I need to derive two keys from a single password client side. One for in-browser login, the other for encryption.

Is the following secure ?

login key      = pbkdf2(password, salt1, lowN)
encryption key = scrypt(password, salt2, highN)


  • Server shouldn't know plain password
  • salt1 is retrieved from server upon login
  • User logs in using login key, download data + salt2, then decrypt it using encryption key client side.
  • I would love to just use scrypt (stronger), but the only vetted key derivation JS library I found is pbkdf2 by SJCL. Plus I need user to be able to login to website from mobile devices.
  • $\begingroup$ PBKDF2 with SHA512 can generate enough key material for both. However I would recommend SRP for login $\endgroup$ Feb 25, 2015 at 9:31
  • $\begingroup$ SRP is patent-encumbered $\endgroup$ Feb 25, 2015 at 11:34
  • $\begingroup$ I thought the entire point of SRP is that it worked around patents $\endgroup$ Feb 25, 2015 at 11:36
  • $\begingroup$ Inline with your suggestion, I found this and this. Not sure if KDF can be substituted with any KDF though (e.g. pbkdf2 and scrypt). I'm prepared to go with pbkdf2 only if it's more theoretically sound. $\endgroup$ Feb 25, 2015 at 11:42
  • $\begingroup$ J-PAKE is SRP without patent. It's hard to find stable implementation though. $\endgroup$ Feb 25, 2015 at 11:47

1 Answer 1


Server shouldn't know plain password

If the user types their password into a web page in a browser, the server that hosts that web page always has the opportunity to see what password was entered. There's no cryptographic mechanism that can prevent that (at this point in time).

To get around this limitation, you need to build a downloadable application instead (e.g. you could use NW.js and Cordova to package up HTML/JS/CSS into desktop/mobile apps). If you don't do this, there's essentially no point in trying to hide the password from the server. More about that in this article.

If you've done that (again, no point in continuing if you haven't), I would recommend against using a JS implementation of PBKDF2 or scrypt, if possible. A JS implementation of either will be slower and force you to use a lower iteration count (since users will only wait so long). Attackers will have access to a highly optimized C implementation, so this would give your attackers a significant advantage. Note that most languages have wrapper libraries for C implementations of PBKDF2 or scrypt (e.g. node-scrypt).

To derive the keys, I recommend taking the following approach on the client:

  • Derive one 256-bit master key using scrypt (PBKDF2 is also acceptable).

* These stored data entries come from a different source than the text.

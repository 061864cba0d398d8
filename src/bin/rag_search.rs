//! Example CLI: ask a question against an OpenSearch conversational search
//! pipeline and print the generated answer with the retrieved documents.
//!
//! ```text
//! rag-search "What is OpenSearch?" --index articles --size 3
//! ```
//!
//! Exits with status 1 on configuration-load or search failure.

use clap::Parser;
use opensearch_rag::{OpenSearchClient, OpenSearchConfig, SearchOverrides};
use opensearch_rag::response::render_results;
use tracing::info;

/// Built-in sample question used when none is given on the command line
const DEFAULT_QUESTION: &str = "OpenSearch Serverless 是什么，和OpenSearch集群模式有什么区别，\
                                使用 OpenSearch Serverless，还需要管理服务器资源么？";

#[derive(Parser)]
#[command(
    name = "rag-search",
    about = "Conversational search (RAG) against an OpenSearch neural search pipeline"
)]
struct Cli {
    /// Question to ask; a built-in sample question is used when omitted
    question: Option<String>,

    /// Path to the properties configuration file
    #[arg(long, default_value = opensearch_rag::config::DEFAULT_CONFIG_FILE)]
    config: std::path::PathBuf,

    /// Username for HTTP basic auth
    #[arg(long, requires = "password")]
    username: Option<String>,

    /// Password for HTTP basic auth
    #[arg(long, requires = "username")]
    password: Option<String>,

    /// Override the index to search
    #[arg(long)]
    index: Option<String>,

    /// Override the search pipeline
    #[arg(long)]
    pipeline: Option<String>,

    /// Override the embedding model id
    #[arg(long)]
    model_id: Option<String>,

    /// Override the neural neighbor count
    #[arg(long)]
    k: Option<u32>,

    /// Override the number of hits returned
    #[arg(long)]
    size: Option<u32>,

    /// Override the `_source` field filter (repeatable)
    #[arg(long = "source-field")]
    source_fields: Vec<String>,

    /// Override the LLM model
    #[arg(long)]
    llm_model: Option<String>,

    /// Override the generator context size
    #[arg(long)]
    context_size: Option<u32>,

    /// Override the server-side generation timeout, in seconds
    #[arg(long)]
    timeout: Option<u32>,
}

impl Cli {
    fn overrides(&self) -> SearchOverrides {
        SearchOverrides {
            index_name: self.index.clone(),
            search_pipeline: self.pipeline.clone(),
            embedding_model_id: self.model_id.clone(),
            k: self.k,
            result_size: self.size,
            source_fields: if self.source_fields.is_empty() {
                None
            } else {
                Some(self.source_fields.clone())
            },
            llm_model: self.llm_model.clone(),
            context_size: self.context_size,
            timeout_seconds: self.timeout,
        }
    }
}

async fn run(cli: Cli) -> opensearch_rag::Result<()> {
    let config = OpenSearchConfig::from_file(&cli.config)?;

    let client = match (&cli.username, &cli.password) {
        (Some(username), Some(password)) => {
            OpenSearchClient::connect_with_auth(config, username, password)?
        }
        _ => OpenSearchClient::connect(config)?,
    };

    let question = cli
        .question
        .clone()
        .unwrap_or_else(|| DEFAULT_QUESTION.to_string());
    info!(%question, "executing conversational search");
    println!("Question: {question}");

    let response = client.search(&question, cli.overrides()).await?;
    print!("{}", render_results(&response));
    Ok(())
}

#[tokio::main]
async fn main() {
    tracing_subscriber::fmt()
        .with_env_filter(tracing_subscriber::EnvFilter::from_default_env())
        .init();

    let cli = Cli::parse();
    if let Err(err) = run(cli).await {
        eprintln!("Error: {err}");
        let mut source = std::error::Error::source(&err);
        while let Some(cause) = source {
            eprintln!("Caused by: {cause}");
            source = cause.source();
        }
        std::process::exit(1);
    }
}
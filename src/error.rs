//! Error types for OpenSearch conversational search operations

use thiserror::Error;

/// Result type alias for conversational search operations
pub type Result<T> = std::result::Result<T, Error>;

/// Errors surfaced by configuration loading, transport, and search calls.
///
/// Response field extraction never produces an error: missing or malformed
/// optional fields degrade to "absent" so the presentation layer stays
/// resilient to partial responses.
#[derive(Debug, Error)]
#[non_exhaustive]
pub enum Error {
    /// The configuration source could not be located or read
    #[error("failed to load configuration from '{path}': {source}")]
    ConfigLoad {
        /// Path of the configuration source
        path: String,
        /// Underlying I/O failure
        source: std::io::Error,
    },

    /// A numeric configuration value failed to parse
    #[error("invalid integer for configuration key '{key}': '{value}'")]
    ConfigParse {
        /// The offending configuration key
        key: String,
        /// The raw value that failed to parse
        value: String,
        /// Underlying parse failure
        #[source]
        source: std::num::ParseIntError,
    },

    /// The transport to the cluster could not be established
    #[error("failed to establish OpenSearch connection: {0}")]
    Connection(String),

    /// Network-level failure during a request (connect, timeout, body read)
    #[error("OpenSearch transport error: {0}")]
    Transport(#[from] reqwest::Error),

    /// The cluster answered with a non-success HTTP status
    #[error("OpenSearch returned HTTP {status}: {body}")]
    HttpStatus {
        /// HTTP status code returned by the cluster
        status: reqwest::StatusCode,
        /// Response body text, as returned by the server
        body: String,
    },

    /// A specific search invocation failed; wraps the transport-class cause
    #[error("conversational search failed: {source}")]
    Search {
        /// The underlying transport or HTTP failure
        #[source]
        source: Box<Error>,
    },

    /// JSON serialization or parsing failed
    #[error("JSON serialization failed: {0}")]
    Serialization(#[from] serde_json::Error),
}

impl Error {
    /// Wrap a transport-class failure as a search invocation failure
    #[must_use]
    pub fn search(source: Error) -> Self {
        Error::Search {
            source: Box::new(source),
        }
    }
}

#[cfg(test)]
#[allow(clippy::unwrap_used, clippy::expect_used, clippy::panic)]
mod tests {
    use super::*;

    #[test]
    fn test_config_load_display() {
        let err = Error::ConfigLoad {
            path: "opensearch.properties".to_string(),
            source: std::io::Error::new(std::io::ErrorKind::NotFound, "no such file"),
        };
        let msg = err.to_string();
        assert!(msg.contains("opensearch.properties"));
        assert!(msg.contains("no such file"));
    }

    #[test]
    fn test_config_parse_display() {
        let source = "abc".parse::<u32>().unwrap_err();
        let err = Error::ConfigParse {
            key: "opensearch.port".to_string(),
            value: "abc".to_string(),
            source,
        };
        let msg = err.to_string();
        assert!(msg.contains("opensearch.port"));
        assert!(msg.contains("abc"));
    }

    #[test]
    fn test_search_wraps_source() {
        let inner = Error::HttpStatus {
            status: reqwest::StatusCode::INTERNAL_SERVER_ERROR,
            body: "shard failure".to_string(),
        };
        let err = Error::search(inner);
        assert!(matches!(err, Error::Search { .. }));
        // Source chain must preserve the underlying cause
        let source = std::error::Error::source(&err).unwrap();
        assert!(source.to_string().contains("shard failure"));
    }

    #[test]
    fn test_serialization_from_serde() {
        let parse_err = serde_json::from_str::<serde_json::Value>("{not json").unwrap_err();
        let err: Error = parse_err.into();
        assert!(matches!(err, Error::Serialization(_)));
    }

    #[test]
    fn test_connection_display() {
        let err = Error::Connection("invalid URL 'bad://'".to_string());
        assert!(err.to_string().contains("invalid URL"));
    }
}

Use security parameters that are as high as practical, but keep in mind that mobile devices might have a rough time. I recommend using a unique salt for each user.
  • Use HKDF-SHA256 to derive a login key. HKDF allows you to safely derive keys from a master key such that it is infeasible to determine the master key (or other keys) from the derived keys. In the context or info parameter, use the string "server-login-key". 128 bits of output should be adequate.
  • Use HKDF again to derive an encryption key. Be sure to derive the encryption key from the master key, not the login key. In the context/info parameter, use the string "client-encryption-key". Generate a key long enough to match whatever encryption algorithm you plan to use (e.g. 256 bits for AES256).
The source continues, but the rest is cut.